(ASSIGNMENT):
Every line in the entries that holds "types" should be identified and copied.

DATA LISTING: Begin

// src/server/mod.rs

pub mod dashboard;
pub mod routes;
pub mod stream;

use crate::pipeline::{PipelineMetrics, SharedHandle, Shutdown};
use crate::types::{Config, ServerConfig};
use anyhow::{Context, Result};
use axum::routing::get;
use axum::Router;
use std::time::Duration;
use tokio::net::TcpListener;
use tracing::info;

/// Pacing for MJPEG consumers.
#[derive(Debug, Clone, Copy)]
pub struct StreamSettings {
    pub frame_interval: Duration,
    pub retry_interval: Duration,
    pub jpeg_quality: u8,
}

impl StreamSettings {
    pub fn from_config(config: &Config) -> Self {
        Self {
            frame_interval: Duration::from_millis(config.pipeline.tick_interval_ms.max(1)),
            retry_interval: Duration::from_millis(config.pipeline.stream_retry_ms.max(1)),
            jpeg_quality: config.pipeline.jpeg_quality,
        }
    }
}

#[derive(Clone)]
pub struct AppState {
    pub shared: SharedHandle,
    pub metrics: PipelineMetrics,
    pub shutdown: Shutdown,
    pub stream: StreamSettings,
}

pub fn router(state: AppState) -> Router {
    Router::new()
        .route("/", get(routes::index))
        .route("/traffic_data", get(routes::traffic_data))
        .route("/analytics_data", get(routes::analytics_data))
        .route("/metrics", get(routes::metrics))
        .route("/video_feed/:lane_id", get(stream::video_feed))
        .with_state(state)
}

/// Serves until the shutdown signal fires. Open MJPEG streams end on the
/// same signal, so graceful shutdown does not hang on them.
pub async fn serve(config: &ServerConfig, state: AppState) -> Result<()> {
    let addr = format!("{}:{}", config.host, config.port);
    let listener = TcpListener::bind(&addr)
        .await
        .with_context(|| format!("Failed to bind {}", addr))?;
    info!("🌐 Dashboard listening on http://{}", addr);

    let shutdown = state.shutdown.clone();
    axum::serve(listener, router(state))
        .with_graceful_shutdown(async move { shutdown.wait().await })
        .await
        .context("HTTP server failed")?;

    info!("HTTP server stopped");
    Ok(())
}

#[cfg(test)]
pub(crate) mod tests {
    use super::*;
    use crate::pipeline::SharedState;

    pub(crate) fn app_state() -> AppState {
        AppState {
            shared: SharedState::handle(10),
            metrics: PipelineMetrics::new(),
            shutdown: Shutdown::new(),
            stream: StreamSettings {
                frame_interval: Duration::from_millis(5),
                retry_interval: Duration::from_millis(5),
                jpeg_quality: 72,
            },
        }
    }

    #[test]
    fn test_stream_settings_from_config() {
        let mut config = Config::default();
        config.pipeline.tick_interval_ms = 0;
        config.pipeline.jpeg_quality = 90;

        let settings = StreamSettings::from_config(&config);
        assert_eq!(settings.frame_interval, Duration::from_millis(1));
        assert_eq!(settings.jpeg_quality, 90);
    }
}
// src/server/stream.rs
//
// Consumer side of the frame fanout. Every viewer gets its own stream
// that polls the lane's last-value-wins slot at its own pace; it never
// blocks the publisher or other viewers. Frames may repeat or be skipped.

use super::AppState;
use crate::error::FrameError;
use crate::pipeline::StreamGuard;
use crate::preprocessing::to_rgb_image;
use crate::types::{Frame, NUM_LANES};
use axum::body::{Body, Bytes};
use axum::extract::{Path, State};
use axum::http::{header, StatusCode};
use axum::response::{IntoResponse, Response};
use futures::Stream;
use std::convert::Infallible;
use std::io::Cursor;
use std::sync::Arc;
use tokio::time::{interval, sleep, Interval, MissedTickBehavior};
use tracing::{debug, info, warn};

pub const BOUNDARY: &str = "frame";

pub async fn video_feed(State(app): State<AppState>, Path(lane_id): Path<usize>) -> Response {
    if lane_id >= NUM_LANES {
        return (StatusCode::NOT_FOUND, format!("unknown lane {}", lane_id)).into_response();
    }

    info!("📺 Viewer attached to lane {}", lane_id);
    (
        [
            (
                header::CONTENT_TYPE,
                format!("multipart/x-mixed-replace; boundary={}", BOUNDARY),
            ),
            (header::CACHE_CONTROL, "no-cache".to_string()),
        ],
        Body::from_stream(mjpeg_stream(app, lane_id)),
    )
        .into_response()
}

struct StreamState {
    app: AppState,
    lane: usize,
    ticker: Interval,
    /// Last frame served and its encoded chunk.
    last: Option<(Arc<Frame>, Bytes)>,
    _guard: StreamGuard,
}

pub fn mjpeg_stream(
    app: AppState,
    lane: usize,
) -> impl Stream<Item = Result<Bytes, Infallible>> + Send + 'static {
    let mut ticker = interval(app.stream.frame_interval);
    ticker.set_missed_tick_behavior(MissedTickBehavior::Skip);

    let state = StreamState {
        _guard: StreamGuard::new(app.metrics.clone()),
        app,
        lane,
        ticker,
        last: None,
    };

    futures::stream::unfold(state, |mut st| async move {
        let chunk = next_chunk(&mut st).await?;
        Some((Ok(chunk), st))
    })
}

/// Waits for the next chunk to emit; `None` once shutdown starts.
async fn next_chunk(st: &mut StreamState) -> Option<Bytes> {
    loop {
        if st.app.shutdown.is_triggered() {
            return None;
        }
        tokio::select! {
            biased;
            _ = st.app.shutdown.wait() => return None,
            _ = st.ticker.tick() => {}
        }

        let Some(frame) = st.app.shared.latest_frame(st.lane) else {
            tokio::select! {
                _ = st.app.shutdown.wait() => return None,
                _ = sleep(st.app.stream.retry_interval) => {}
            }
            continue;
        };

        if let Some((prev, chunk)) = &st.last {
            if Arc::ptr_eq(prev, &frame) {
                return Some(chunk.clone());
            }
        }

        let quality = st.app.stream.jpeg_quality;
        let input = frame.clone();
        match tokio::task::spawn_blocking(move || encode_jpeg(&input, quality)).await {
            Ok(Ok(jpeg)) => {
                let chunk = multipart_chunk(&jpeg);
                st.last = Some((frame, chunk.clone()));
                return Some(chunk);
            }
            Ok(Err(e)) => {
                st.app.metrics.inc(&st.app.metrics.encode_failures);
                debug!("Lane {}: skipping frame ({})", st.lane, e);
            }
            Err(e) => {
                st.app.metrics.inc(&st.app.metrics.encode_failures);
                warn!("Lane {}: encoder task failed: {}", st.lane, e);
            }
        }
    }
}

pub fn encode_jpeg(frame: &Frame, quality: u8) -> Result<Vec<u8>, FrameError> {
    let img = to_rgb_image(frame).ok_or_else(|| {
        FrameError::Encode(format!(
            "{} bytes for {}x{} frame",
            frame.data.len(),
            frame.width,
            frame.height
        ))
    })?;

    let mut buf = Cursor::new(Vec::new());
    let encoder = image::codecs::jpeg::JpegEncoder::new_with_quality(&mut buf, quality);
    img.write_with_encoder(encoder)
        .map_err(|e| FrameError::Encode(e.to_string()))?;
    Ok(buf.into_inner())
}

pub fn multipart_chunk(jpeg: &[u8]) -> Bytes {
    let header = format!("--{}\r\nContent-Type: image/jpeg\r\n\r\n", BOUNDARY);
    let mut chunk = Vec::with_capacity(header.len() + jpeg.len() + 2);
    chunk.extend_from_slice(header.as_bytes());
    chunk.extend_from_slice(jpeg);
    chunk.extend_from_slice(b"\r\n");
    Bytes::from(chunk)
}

DATA LISTING: End

(COMPLETED EXERCISE):
use crate::types::{Config, ServerConfig};
use crate::types::{Frame, NUM_LANES};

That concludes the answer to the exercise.